Liliana Farber / Michal Orgil

Curator: Talya Raz

20.11.2014 - 13.12.2014


 

 

On Thursday November 20, 2014, Alfred – A Cooperative Institute for Arts and Culture, will open a double exhibition titled 'When X and Y', which will feature the works of Liliana Farber and Michal Orgil.

Liliana Farber is a new media artist, graduated art and graphic design studies in Uruguay and the advanced program of the Midrasha, Beit Berl College. She immigrated to Israel from Uruguay four years ago.

Michal Orgil is a graduate of the Midrasha, Beit Berl College. She is a painter and an art teacher.

Both artists will present new works that have not yet been exhibitied, most of which were created especially for the exhibition.

 

Liliana Farber will exhibit a video art and prints. The video uses the commercial genre used in movie trailers and thus exposes the common and the general: the identical pattern of emotional triggers, highlights and surprises. This work exposes our ever-increasing need for stronger stimuli while striving for deeper emotional reactions.

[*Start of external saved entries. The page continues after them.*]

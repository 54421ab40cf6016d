//! Unified error type for the Impostor server.

use impostor_identity::IdentityError;
use impostor_lobby::GameError;
use impostor_protocol::{ErrorKind, ProtocolError};

use crate::ws::TransportError;

/// Top-level error wrapping every layer's error.
///
/// The `#[from]` attributes let `?` lift layer errors into this one.
#[derive(Debug, thiserror::Error)]
pub enum ImpostorError {
    #[error(transparent)]
    Transport(#[from] TransportError),

    #[error(transparent)]
    Protocol(#[from] ProtocolError),

    #[error(transparent)]
    Identity(#[from] IdentityError),

    #[error(transparent)]
    Game(#[from] GameError),
}

impl ImpostorError {
    /// The error category reported to the client.
    pub fn kind(&self) -> ErrorKind {
        match self {
            Self::Transport(_) => ErrorKind::Unavailable,
            Self::Protocol(_) => ErrorKind::BadRequest,
            Self::Identity(err) => identity_kind(err),
            Self::Game(err) => err.kind(),
        }
    }
}

pub(crate) fn identity_kind(err: &IdentityError) -> ErrorKind {
    match err {
        IdentityError::AuthFailed(_) | IdentityError::InvalidToken | IdentityError::Expired(_) => {
            ErrorKind::Unauthorized
        }
        IdentityError::NotFound(_) => ErrorKind::NotFound,
        IdentityError::AlreadyConnected(_) => ErrorKind::InvalidState,
    }
}

#[cfg(test)]
mod tests {
    use super::*;
    use impostor_protocol::{SessionId, UserId};

    #[test]
    fn test_from_protocol_error() {
        let err: ImpostorError = ProtocolError::InvalidMessage("bad".into()).into();
        assert!(matches!(err, ImpostorError::Protocol(_)));
        assert_eq!(err.kind(), ErrorKind::BadRequest);
        assert!(err.to_string().contains("bad"));
    }

    #[test]
    fn test_from_identity_error_maps_to_unauthorized() {
        let err: ImpostorError = IdentityError::AuthFailed("nope".into()).into();
        assert_eq!(err.kind(), ErrorKind::Unauthorized);
        let err: ImpostorError = IdentityError::AlreadyConnected(UserId::from("u")).into();
        assert_eq!(err.kind(), ErrorKind::InvalidState);
    }

    #[test]
    fn test_from_game_error_keeps_kind() {
        let err: ImpostorError = GameError::SessionFull(SessionId(3)).into();
        assert!(matches!(err, ImpostorError::Game(_)));
        assert_eq!(err.kind(), ErrorKind::SessionFull);
        assert_eq!(err.kind().code(), 409);
    }
}
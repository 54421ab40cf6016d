//! Impostor game server.
//!
//! Configuration comes from flags or the matching `IMPOSTOR_*` environment
//! variables. Without an identity provider wired in, users are read from
//! `--user TOKEN=USER_ID[:DISPLAY_NAME]` entries, which is enough for local
//! play and load tests.

use std::process::ExitCode;
use std::time::Duration;

use clap::Parser;
use impostor::logging;
use impostor::prelude::*;

#[derive(Parser, Debug)]
#[command(name = "impostor-server")]
#[command(about = "WebSocket server for the Impostor party game")]
struct Args {
    /// Address to listen on
    #[arg(long, env = "IMPOSTOR_BIND", default_value = "0.0.0.0:8080")]
    bind: String,

    /// Emit JSON log lines instead of the human-readable format
    #[arg(long, env = "IMPOSTOR_JSON_LOGS")]
    json_logs: bool,

    /// Accepted credential, as TOKEN=USER_ID[:DISPLAY_NAME]. Repeatable.
    #[arg(long = "user", env = "IMPOSTOR_USERS", value_delimiter = ',')]
    users: Vec<String>,

    /// Default roster cap for new sessions
    #[arg(long, env = "IMPOSTOR_MAX_PLAYERS", default_value_t = 10)]
    max_players: usize,

    /// Default number of impostors for new sessions
    #[arg(long, env = "IMPOSTOR_IMPOSTORS", default_value_t = 1)]
    impostor_count: usize,

    /// Discussion phase length in seconds; 0 means the host calls the vote
    #[arg(long, env = "IMPOSTOR_ROUND_SECS", default_value_t = 0)]
    round_secs: u64,

    /// Voting phase length in seconds; 0 waits for every ballot
    #[arg(long, env = "IMPOSTOR_VOTING_SECS", default_value_t = 0)]
    voting_secs: u64,

    /// Seconds a dropped client may take to resume its seat
    #[arg(long, env = "IMPOSTOR_RESUME_GRACE_SECS", default_value_t = 30)]
    resume_grace_secs: u64,

    /// Seconds without any client frame before a connection is dropped
    #[arg(long, env = "IMPOSTOR_IDLE_SECS", default_value_t = 30)]
    idle_secs: u64,

    /// Seconds a finished session stays readable before it is destroyed
    #[arg(long, env = "IMPOSTOR_RETENTION_SECS", default_value_t = 300)]
    retention_secs: u64,
}

fn optional_secs(secs: u64) -> Option<Duration> {
    (secs > 0).then(|| Duration::from_secs(secs))
}

fn parse_user(entry: &str) -> Option<(String, Identity)> {
    let (token, rest) = entry.split_once('=')?;
    let (user_id, name) = match rest.split_once(':') {
        Some((user_id, name)) => (user_id, Some(name)),
        None => (rest, None),
    };
    if token.is_empty() || user_id.is_empty() {
        return None;
    }
    let email = format!("{user_id}@localhost");
    Some((token.to_string(), Identity::new(user_id, email, name)))
}

#[tokio::main]
async fn main() -> ExitCode {
    let args = Args::parse();
    logging::init(logging::DEFAULT_FILTER, args.json_logs);

    let mut auth = StaticAuthenticator::new();
    for entry in &args.users {
        match parse_user(entry) {
            Some((token, identity)) => auth = auth.with_user(token, identity),
            None => {
                tracing::error!(%entry, "malformed --user entry, expected TOKEN=USER_ID[:NAME]");
                return ExitCode::FAILURE;
            }
        }
    }
    if auth.is_empty() {
        tracing::warn!("no users configured, every handshake will be rejected");
    }

    let defaults = SessionSettings {
        round_duration: optional_secs(args.round_secs),
        voting_duration: optional_secs(args.voting_secs),
        ..SessionSettings::new(args.max_players, args.impostor_count)
    };

    let server = ImpostorServerBuilder::new()
        .bind(&args.bind)
        .presence_config(PresenceConfig {
            resume_grace: Duration::from_secs(args.resume_grace_secs),
        })
        .session_defaults(defaults)
        .idle_timeout(Duration::from_secs(args.idle_secs))
        .finished_retention(Duration::from_secs(args.retention_secs))
        .build(auth)
        .await;

    let server = match server {
        Ok(server) => server,
        Err(e) => {
            tracing::error!(error = %e, "failed to start server");
            return ExitCode::FAILURE;
        }
    };

    tokio::select! {
        result = server.run() => {
            if let Err(e) = result {
                tracing::error!(error = %e, "server stopped");
                return ExitCode::FAILURE;
            }
        }
        _ = tokio::signal::ctrl_c() => {
            tracing::info!("shutdown signal received");
        }
    }
    ExitCode::SUCCESS
}
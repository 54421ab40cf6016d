//! Per-viewer snapshots of a game session.
//!
//! The engine holds the full truth (including every player's role). What a
//! client receives is a [`SessionView`] built for *that* client: its own
//! role is visible, everyone else's is `None` until the game is finished.

use chrono::{DateTime, Utc};
use serde::{Deserialize, Serialize};

use crate::{Elimination, Faction, GameStatus, PlayerId, SessionId, UserId};

/// One player as seen by a particular viewer.
#[derive(Debug, Clone, PartialEq, Eq, Serialize, Deserialize)]
pub struct PlayerView {
    pub id: PlayerId,
    pub user_id: UserId,
    pub display_name: String,
    pub avatar_url: Option<String>,
    /// `None` when the viewer is not allowed to know this player's role.
    pub is_impostor: Option<bool>,
    pub is_alive: bool,
    /// `false` while the player's connection is down.
    pub is_active: bool,
    pub score: u32,
    /// Whether a ballot from this player sits in the current voting phase.
    /// Who they voted for is never revealed.
    pub has_voted: bool,
}

/// A redacted, serializable snapshot of one game session.
#[derive(Debug, Clone, PartialEq, Eq, Serialize, Deserialize)]
pub struct SessionView {
    pub id: SessionId,
    pub code: String,
    pub host_id: PlayerId,
    pub status: GameStatus,
    /// 1-based round counter; 0 while in the lobby.
    pub round: u32,
    /// Join order.
    pub players: Vec<PlayerView>,
    pub max_players: usize,
    pub impostor_count: usize,
    pub created_at: DateTime<Utc>,
    pub started_at: Option<DateTime<Utc>>,
    pub finished_at: Option<DateTime<Utc>>,
    /// When the running round or voting timer fires, if one is armed.
    pub phase_ends_at: Option<DateTime<Utc>>,
    pub winner: Option<Faction>,
    pub last_elimination: Option<Elimination>,
    /// The viewer's own player id, if they are seated in this session.
    pub you: Option<PlayerId>,
}

impl SessionView {
    /// Looks up a player by id.
    pub fn player(&self, id: PlayerId) -> Option<&PlayerView> {
        self.players.iter().find(|p| p.id == id)
    }

    /// The viewer's own player record.
    pub fn me(&self) -> Option<&PlayerView> {
        self.you.and_then(|id| self.player(id))
    }

    /// Players still in the game.
    pub fn alive(&self) -> impl Iterator<Item = &PlayerView> {
        self.players.iter().filter(|p| p.is_alive)
    }
}
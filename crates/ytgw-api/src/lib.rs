//! Axum HTTP gateway over yt-dlp.
//!
//! This crate provides:
//! - `/info`: the extractor's metadata document for a page URL
//! - `/download`: a 302 redirect to a video's direct media URL
//! - Health, readiness and Prometheus metrics endpoints
//! - Request id, logging, CORS and security header middleware

pub mod config;
pub mod error;
pub mod handlers;
pub mod metrics;
pub mod middleware;
pub mod routes;
pub mod state;

pub use config::ApiConfig;
pub use error::{ApiError, ApiResult};
pub use routes::create_router;
pub use state::AppState;
//! yt-dlp wrapper for the ytgw gateway.
//!
//! This crate provides:
//! - The `VideoExtractor` capability the HTTP layer depends on
//! - A yt-dlp backed implementation running one subprocess per call
//! - Normalization of the `--get-url` output shapes
//! - Cookies file validation for authenticated extraction

pub mod cookies;
pub mod error;
pub mod extractor;
pub mod ytdlp;

pub use cookies::validated_cookies_path;
pub use error::{ExtractorError, ExtractorResult};
pub use extractor::{ResolvedUrls, VideoExtractor};
pub use ytdlp::{YtDlp, YtDlpConfig, DEFAULT_YTDLP_BINARY};
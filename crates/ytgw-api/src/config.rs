//! API configuration.

use std::path::PathBuf;
use std::time::Duration;

use ytgw_extractor::{YtDlpConfig, DEFAULT_YTDLP_BINARY};

/// API server configuration.
#[derive(Debug, Clone)]
pub struct ApiConfig {
    /// Server host
    pub host: String,
    /// Server port
    pub port: u16,
    /// CORS origins
    pub cors_origins: Vec<String>,
    /// Expose Prometheus metrics at /metrics
    pub metrics_enabled: bool,
    /// yt-dlp invocation settings
    pub extractor: YtDlpConfig,
}

impl Default for ApiConfig {
    fn default() -> Self {
        Self {
            host: "0.0.0.0".to_string(),
            port: 3000,
            cors_origins: vec!["*".to_string()],
            metrics_enabled: true,
            extractor: YtDlpConfig::default(),
        }
    }
}

impl ApiConfig {
    /// Create config from environment variables.
    pub fn from_env() -> Self {
        Self::from_lookup(|key| std::env::var(key).ok())
    }

    /// Create config from an arbitrary variable lookup.
    ///
    /// Missing or unparseable values fall back to the defaults.
    pub fn from_lookup(lookup: impl Fn(&str) -> Option<String>) -> Self {
        let defaults = Self::default();
        let non_empty = |key: &str| lookup(key).filter(|v| !v.trim().is_empty());
        let parsed = |key: &str| non_empty(key).and_then(|v| v.trim().parse::<u64>().ok());

        Self {
            host: non_empty("HOST").unwrap_or(defaults.host),
            port: non_empty("PORT")
                .and_then(|s| s.trim().parse().ok())
                .unwrap_or(defaults.port),
            cors_origins: non_empty("CORS_ORIGINS")
                .map(|s| s.split(',').map(|s| s.trim().to_string()).collect())
                .unwrap_or(defaults.cors_origins),
            metrics_enabled: non_empty("METRICS_ENABLED")
                .map(|v| v == "true" || v == "1")
                .unwrap_or(defaults.metrics_enabled),
            extractor: YtDlpConfig {
                binary: non_empty("YTDLP_PATH").unwrap_or_else(|| DEFAULT_YTDLP_BINARY.to_string()),
                cookies_file: non_empty("YTDLP_COOKIES_FILE").map(PathBuf::from),
                timeout: parsed("EXTRACTOR_TIMEOUT_SECS")
                    .filter(|secs| *secs > 0)
                    .map(Duration::from_secs),
                max_concurrency: parsed("EXTRACTOR_MAX_CONCURRENCY")
                    .filter(|limit| *limit > 0)
                    .map(|limit| limit as usize),
            },
        }
    }

    /// Address string passed to the listener.
    pub fn bind_address(&self) -> String {
        format!("{}:{}", self.host, self.port)
    }
}
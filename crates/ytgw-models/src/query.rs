//! Query parameters for the video routes.
//!
//! Every field is optional at the type level so that a missing parameter
//! reaches the handler and can be answered with the gateway's own 400 body
//! instead of a framework rejection.

use serde::{Deserialize, Serialize};

/// Format selector used when the caller does not ask for one.
pub const DEFAULT_FORMAT_SELECTOR: &str = "bestaudio/best";

/// Query for `GET /info`.
#[derive(Debug, Clone, Default, PartialEq, Eq, Serialize, Deserialize)]
pub struct VideoQuery {
    /// Page URL handed to the extractor.
    pub url: Option<String>,
}

impl VideoQuery {
    /// The target URL, or `None` when absent or empty.
    pub fn url(&self) -> Option<&str> {
        non_empty(self.url.as_deref())
    }
}

/// Query for `GET /download`.
#[derive(Debug, Clone, Default, PartialEq, Eq, Serialize, Deserialize)]
pub struct DownloadQuery {
    /// YouTube video id. `VIDEO_ID` is accepted for older clients.
    #[serde(rename = "videoId", alias = "VIDEO_ID")]
    pub video_id: Option<String>,
    /// Extractor format selector.
    #[serde(rename = "formatId")]
    pub format_id: Option<String>,
}

impl DownloadQuery {
    /// The video id, or `None` when absent or empty.
    pub fn video_id(&self) -> Option<&str> {
        non_empty(self.video_id.as_deref())
    }

    /// The format selector to pass to the extractor.
    pub fn format_selector(&self) -> &str {
        non_empty(self.format_id.as_deref()).unwrap_or(DEFAULT_FORMAT_SELECTOR)
    }
}

fn non_empty(value: Option<&str>) -> Option<&str> {
    value.filter(|v| !v.is_empty())
}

The work was made using a specially built software, which merges dozens of films into a single movie, and blends them into an almost abstract result. The soundtrack of the video, flooding the entire exhibition space, creates a constant anticipation, which builds towards something that never happens.

In her printed work, Farber highlights the manner we seek patterns and order in the chaotic sea of information and noise, which we are exposed to on the network. In her work process, Farber collects dozens of photos from different users shared online, photos of themselves and their surroundings. Using a unique software, she sets pixels from the images within a template created in advance.

Michal Orgil displays oil paintings on large and medium canvases, and a collage made of canvases she used as palettes, and unfinished paintings. Orgil continued to work on the collage up to a point where out of the abstract patches an image begins to emerge.

In her paintings, Orgil creates a world that exists on the margins of the norm, a world familiar but diverted, roamed by the secondary characters of a story. Orgil discovered a pile of photos on the street, depicting a group of men who seemed unhappy and helpless. The photographs were used as a starting point for her paintings; multi-layered, colorful and loaded with energy after a long search and struggle. Through her paintings, Orgil disintegrates the male prototype, a disintegration that takes place in a fantastic and distorted view.

In other paintings, a figure of a girl reappears, wandering or lingering in outlying areas of the city and the soul, and tours between the familiar and the alien, the threatening and the innocent.

The paintings always consist a tension we experience before a great drama. This is a highly tense intermediate moment, in which it seems that something is wrong, and a motion starts, but still nothing happens. Just as Farber's video prepares us for everything and for nothing, so do the paintings of Orgil. They expose us to a moment where nothing happens but everything can happen.